Material supplied ::
//! Owning collection for living neurons and their connections.

use crate::error::{EngineError, Result};
use crate::{hebbian, lifecycle};
use neuroplay_data::{LiveConnection, LiveNeuron};
use rand::Rng;
use serde::{Deserialize, Serialize};
use uuid::Uuid;

#[derive(Debug, Clone, Default, Serialize, Deserialize)]
pub struct LivingGraph {
    neurons: Vec<LiveNeuron>,
    connections: Vec<LiveConnection>,
}

impl LivingGraph {
    #[must_use]
    pub fn new() -> Self {
        Self::default()
    }

    pub fn add_neuron(&mut self, neuron: LiveNeuron) -> Uuid {
        let id = neuron.id;
        self.neurons.push(neuron);
        id
    }

    /// Creates a connection between two existing neurons.
    pub fn connect_with_rng<R: Rng>(
        &mut self,
        from: Uuid,
        to: Uuid,
        rng: &mut R,
    ) -> Result<Uuid> {
        for id in [from, to] {
            if self.neuron(id).is_none() {
                return Err(EngineError::UnknownNeuron(id));
            }
        }
        let connection = lifecycle::create_connection_with_rng(from, to, rng);
        let id = connection.id;
        for neuron in self
            .neurons
            .iter_mut()
            .filter(|n| n.id == from || n.id == to)
        {
            neuron.connections.push(id);
        }
        self.connections.push(connection);
        Ok(id)
    }

    pub fn connect(&mut self, from: Uuid, to: Uuid) -> Result<Uuid> {
        let mut rng = rand::thread_rng();
        self.connect_with_rng(from, to, &mut rng)
    }

    /// Removes a neuron along with every connection that touched it.
    ///
    /// Surviving neurons keep their insertion order.
    pub fn remove_neuron(&mut self, id: Uuid) -> Option<LiveNeuron> {
        let index = self.neurons.iter().position(|n| n.id == id)?;
        let removed = self.neurons.remove(index);

        let mut dropped = Vec::new();
        self.connections.retain(|c| {
            let dangling = c.from == id || c.to == id;
            if dangling {
                dropped.push(c.id);
            }
            !dangling
        });
        if !dropped.is_empty() {
            for neuron in &mut self.neurons {
                neuron.connections.retain(|c| !dropped.contains(c));
            }
        }

        tracing::debug!(neuron = %id, connections = dropped.len(), "Neuron removed");
        Some(removed)
    }

    /// Removes every neuron whose health fell below `threshold`.
    pub fn prune_unhealthy(&mut self, threshold: f32) -> usize {
        let doomed: Vec<Uuid> = self
            .neurons
            .iter()
            .filter(|n| n.health < threshold)
            .map(|n| n.id)
            .collect();
        for id in &doomed {
            self.remove_neuron(*id);
        }
        if !doomed.is_empty() {
            tracing::info!(removed = doomed.len(), threshold, "Pruned unhealthy neurons");
        }
        doomed.len()
    }

    pub fn apply_pattern(&mut self, pattern: &[f32]) {
        hebbian::apply_pattern(&mut self.neurons, pattern);
    }

    pub fn hebbian_step(&mut self, learning_rate: f32) -> usize {
        hebbian::hebbian_step(&mut self.neurons, &mut self.connections, learning_rate)
    }

    pub fn age_step(&mut self) {
        lifecycle::age_step(&mut self.neurons, &mut self.connections);
    }

    #[must_use]
    pub fn neuron(&self, id: Uuid) -> Option<&LiveNeuron> {
        self.neurons.iter().find(|n| n.id == id)
    }

    #[must_use]
    pub fn neurons(&self) -> &[LiveNeuron] {
        &self.neurons
    }

    /// Mutable view for algorithms; the set of neurons cannot change through it.
    pub fn neurons_mut(&mut self) -> &mut [LiveNeuron] {
        &mut self.neurons
    }

    #[must_use]
    pub fn connections(&self) -> &[LiveConnection] {
        &self.connections
    }

    #[must_use]
    pub fn len(&self) -> usize {
        self.neurons.len()
    }

    #[must_use]
    pub fn is_empty(&self) -> bool {
        self.neurons.is_empty()
    }
}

Task prompt :: Within the entries, find all lines that contain "Serialize" and copy each one.

Result of this task ::
use serde::{Deserialize, Serialize};
#[derive(Debug, Clone, Default, Serialize, Deserialize)]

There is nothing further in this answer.